São Mateus do Maranhão, 28 de agosto de 2040
No final de agosto de há vinte anos, a Organização Mundial de Saúde insistia na recomendação do distanciamento social, como medida mais eficaz para controlar a disseminação do coronavírus. Mas, políticos circulavam sem máscara, dando exemplo de irresponsabilidade. A administração educacional insistia no “regresso às aulas”, quando se sabia que, entre crianças e adolescentes, dois em cada três infectados pela Covid-19 eram assintomáticos e fator de risco de contágio de professores e… avós.
O egoísmo dos políticos e a irresponsabilidade dos administrativos tinham sido incutidos pela educação familiar, social e escolar. O adestramento num “currículo oculto” os fizera assim. Imersos numa cultura feita de clausura e resignação, “tias e tios” reproduziam um modelo escolar inspirado em instituições reverenciadas no século XIX.
Queridos netos, sei que será difícil explicar aos filhos dos filhos dos nossos filhos, nascidos na luminosa década de trinta, a turbulência social de tempos sombrios. Tentarei fazê-lo, nas próxima cartinhas, falando-lhes de causas longínquas das violèncias sofridas pela humanidade do início deste século.
A Escola da Modernidade nasceu nos estados-nação europeus, que se afirmavam entre os séculos XVIII e XIX. Teve origem na Prússia Militar, na Inglaterra das usinas de produção em série da Primeira Revolução Industrial e na França das casernas e conventos. Nasceu enclausurada em “celas de aula”, de janelas estreitas e abertas bem acima de onde alcançava o olhar dos alunos.
Dentro delas, sob a designação de “tias”, as professoras agiam como monjas de clausura e os “diretores tios”, como madres superioras.
Freire escreveu um livro com o sugestivo título de “Professora sim, tia não: cartas a quem ousa ensinar”. O insigne mestre convidava-nos a refletir: A professora pode ter sobrinhos e, por isso, é tia, da mesma forma que qualquer tia pode ensinar, pode ser professora, por isso, trabalhar com alunos. Isto não significa, porém, que a tarefa de ensinar transforme a professora em tia de seus alunos, da mesma forma como uma tia qualquer não se converte em professora de seus sobrinhos só por ser tia deles. Ensinar é profissão (…) enquanto ser tia é viver uma relação de parentesco. Ser professora implica assumir uma profissão, enquanto não se é tia por profissão. Se pode ser tio ou tia geograficamente ou afetivamente distante dos sobrinhos, mas não se pode ser autenticamente professora, mesmo num trabalho a longa distância, “longe” dos alunos”.

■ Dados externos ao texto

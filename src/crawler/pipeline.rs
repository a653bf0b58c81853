//! Pipeline driver
//!
//! Orchestrates a full run: entry-page fetch, brand discovery, sequential
//! brand processing, and the final global merge. The merge always runs once
//! brands have been attempted; a brand failure never blocks it.

use crate::config::CrawlConfig;
use crate::crawler::brand::{process_brand, Brand, BrandOutcome};
use crate::crawler::extract::extract_brand_urls;
use crate::crawler::fetcher::{build_http_client, fetch_text};
use crate::dataset::merge_datasets;
use crate::{FleetError, Result};
use url::Url;

/// Summary of one pipeline run
#[derive(Debug, Default, Clone, PartialEq, Eq)]
pub struct PipelineReport {
    /// Brands discovered on the entry page
    pub brands_discovered: usize,

    /// Brands whose dataset was written this run
    pub brands_processed: usize,

    /// Brands skipped by resume
    pub brands_skipped: usize,

    /// Brands whose first page was unreachable
    pub brands_failed: usize,
}

/// Runs the full scrape pipeline
///
/// # Flow
///
/// 1. Create the output directory if missing
/// 2. Fetch the entry page (fatal on failure: there is nothing to crawl)
/// 3. Extract the deduplicated set of brand URLs
/// 4. Process brands strictly sequentially; only page-level work is
///    concurrent, so in-flight fetches never exceed the worker count
/// 5. Merge all per-brand datasets into the global dataset
///
/// # Returns
///
/// * `Ok(PipelineReport)` - Run finished; per-brand failures are counted,
///   not raised
/// * `Err(FleetError)` - Fatal failure before any brand was processed
pub async fn run_pipeline(config: &CrawlConfig) -> Result<PipelineReport> {
    let start_time = std::time::Instant::now();

    if config.output_dir.exists() {
        tracing::info!("Using existing output directory: {}", config.output_dir.display());
    } else {
        std::fs::create_dir_all(&config.output_dir)?;
        tracing::info!("Created output directory: {}", config.output_dir.display());
    }

    let client = build_http_client()?;

    tracing::info!("Downloading entry page: {}", config.base_url);
    let entry_body = fetch_text(&client, &config.base_url)
        .await
        .map_err(|e| FleetError::EntryPage {
            url: config.base_url.clone(),
            reason: e.to_string(),
        })?;

    let base = Url::parse(&config.base_url)?;
    let brands: Vec<Brand> = extract_brand_urls(&entry_body, &base)
        .into_iter()
        .map(Brand::new)
        .collect();

    tracing::info!("Discovered {} brand(s)", brands.len());

    let mut report = PipelineReport {
        brands_discovered: brands.len(),
        ..PipelineReport::default()
    };

    for brand in &brands {
        match process_brand(&client, brand, config).await? {
            BrandOutcome::Processed { .. } => report.brands_processed += 1,
            BrandOutcome::Skipped => report.brands_skipped += 1,
            BrandOutcome::Failed => report.brands_failed += 1,
        }
    }

    // Merge runs regardless of per-brand failures; a failed brand simply has
    // no dataset to contribute.
    let global_path = merge_datasets(&config.output_dir)?;

    tracing::info!(
        "Run complete in {:?}: {} processed, {} skipped, {} failed, global dataset at {}",
        start_time.elapsed(),
        report.brands_processed,
        report.brands_skipped,
        report.brands_failed,
        global_path.display()
    );

    Ok(report)
}
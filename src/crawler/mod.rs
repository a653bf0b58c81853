//! Crawler module: fetching, extraction, and pipeline orchestration
//!
//! This module contains the core scraping logic:
//! - HTTP fetching with bounded retry and backoff
//! - HTML extraction of brands, listings, pagination, and details
//! - Per-brand page fan-out under a bounded worker pool
//! - Overall pipeline orchestration and the final merge

mod brand;
mod extract;
mod fetcher;
mod pipeline;

pub use brand::{process_brand, scrape_page, Brand, BrandOutcome};
pub use extract::{
    extract_brand_urls, extract_detail, extract_listings, extract_total_pages, ListingDetail,
    ListingEntry,
};
pub use fetcher::{build_http_client, fetch_text, FetchError};
pub use pipeline::{run_pipeline, PipelineReport};
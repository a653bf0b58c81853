//! URL helpers for brand and page addressing
//!
//! This module derives brand identifiers from their URLs, builds paginated
//! listing URLs, and resolves relative hrefs against the site base.

use url::Url;

/// Derives a brand's short name from its canonical URL
///
/// The short name is the last non-empty path segment and is used as the
/// dataset file key. Trailing slashes are ignored.
///
/// # Examples
///
/// ```
/// use fleetscrape::urls::brand_short_name;
///
/// let url = url::Url::parse("https://example.com/trucks/renault/").unwrap();
/// assert_eq!(brand_short_name(&url), "renault");
/// ```
pub fn brand_short_name(url: &Url) -> String {
    url.path_segments()
        .and_then(|segments| segments.rev().find(|segment| !segment.is_empty()))
        .unwrap_or_else(|| url.host_str().unwrap_or("unknown"))
        .to_string()
}

/// Builds the URL for one page of a brand's listing
///
/// Appends a `page=N` query pair to the brand URL.
pub fn page_url(brand_url: &Url, page_number: u32) -> Url {
    let mut url = brand_url.clone();
    url.query_pairs_mut()
        .append_pair("page", &page_number.to_string());
    url
}

/// Resolves an href to an absolute http(s) URL against a base
///
/// Returns None for empty hrefs, non-http(s) schemes, and unresolvable
/// values.
pub fn absolutize(href: &str, base: &Url) -> Option<Url> {
    let href = href.trim();
    if href.is_empty() || href.starts_with('#') {
        return None;
    }

    match base.join(href) {
        Ok(absolute) if absolute.scheme() == "http" || absolute.scheme() == "https" => {
            Some(absolute)
        }
        _ => None,
    }
}
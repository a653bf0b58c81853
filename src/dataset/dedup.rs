//! In-place deduplication of a brand dataset
//!
//! Duplicates arise when listings shift between pages while the crawl is in
//! flight, so adjacent pages can both return the same listing. Identity is
//! the `link` column.

use crate::{FleetError, Result};
use std::collections::HashSet;
use std::fs::File;
use std::path::Path;

/// Removes duplicate rows from a dataset file, keeping first occurrences
///
/// The column schema is read from the file's own header so the operation is
/// schema-preserving regardless of which optional columns are present. Rows
/// keep their original order; for each distinct `link` value only the first
/// row survives. Running this twice on the same file is a no-op.
pub fn dedup_dataset(path: &Path) -> Result<()> {
    let file = File::open(path)?;
    let mut reader = csv::ReaderBuilder::new().delimiter(b'\t').from_reader(file);

    let headers = reader.headers()?.clone();
    let link_index = headers
        .iter()
        .position(|column| column == "link")
        .ok_or_else(|| FleetError::MissingColumn {
            path: path.to_path_buf(),
            column: "link".to_string(),
        })?;

    let mut seen = HashSet::new();
    let mut unique_rows = Vec::new();

    for row in reader.records() {
        let row = row?;
        let link = row.get(link_index).unwrap_or("").to_string();
        if seen.insert(link) {
            unique_rows.push(row);
        }
    }
    drop(reader);

    let file = File::create(path)?;
    let mut writer = csv::WriterBuilder::new().delimiter(b'\t').from_writer(file);

    writer.write_record(&headers)?;
    for row in &unique_rows {
        writer.write_record(row)?;
    }

    writer.flush()?;
    Ok(())
}
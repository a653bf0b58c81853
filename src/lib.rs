//! Fleetscrape: a batch scraper for a paginated vehicle-listing site
//!
//! This crate crawls a listing site organized by brand, extracts structured
//! records (title, category, link, price, mileage), and writes one
//! deduplicated tab-delimited dataset per brand plus a merged global dataset.
//! The whole run is a single finite batch job that can resume past brands
//! already written to disk.

pub mod config;
pub mod crawler;
pub mod dataset;
pub mod urls;

use std::path::PathBuf;
use thiserror::Error;

/// Main error type for fleetscrape operations
#[derive(Debug, Error)]
pub enum FleetError {
    #[error("Entry page unreachable: {url}: {reason}")]
    EntryPage { url: String, reason: String },

    #[error("HTTP client error: {0}")]
    Reqwest(#[from] reqwest::Error),

    #[error("URL parse error: {0}")]
    UrlParse(#[from] url::ParseError),

    #[error("Dataset {path} has no '{column}' column")]
    MissingColumn { path: PathBuf, column: String },

    #[error("CSV error: {0}")]
    Csv(#[from] csv::Error),

    #[error("IO error: {0}")]
    Io(#[from] std::io::Error),
}

/// Result type alias for fleetscrape operations
pub type Result<T> = std::result::Result<T, FleetError>;

// Re-export commonly used types
pub use config::CrawlConfig;
pub use crawler::{run_pipeline, PipelineReport};
pub use dataset::ListingRecord;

No tempo da ditadura de Salazar, as professoras aspirantes ao matrimônio eram obrigadas a pedir aos seus superiores hierárquicos autorização para casar-se. Deveriam provar que o candidato a marido possuía rendimentos suficientes para “manter a esposa”. Acaso o candidato não reunisse essa condição, ela teria de procurar novo namorado, ou ficar para… tia. E, se não estou errado, a Etologia explicava a origem do termo “tia”: a macaca que não poderia ter filhos, porque se encarregava de cuidar dos filhos dos macacos que morressem. A pretexto de os pais precisarem de “ir trabalhar”, a infância era confiada em “celas de aula”, vigiadas e punidas por “tios e tias”.
A escola das “tias” encerrou a infância e a juventude dentro de “celas de aula”. Por isso, quando mini ditadores ameaçavam com a “reprovação por faltas” – como referi na cartinha anterior – partiam do princípio de que a escola era um prédio com salas de aula, uma indisfarçável clausura.
Urgia desclausurar a escola. Isso fizemos, na década de vinte.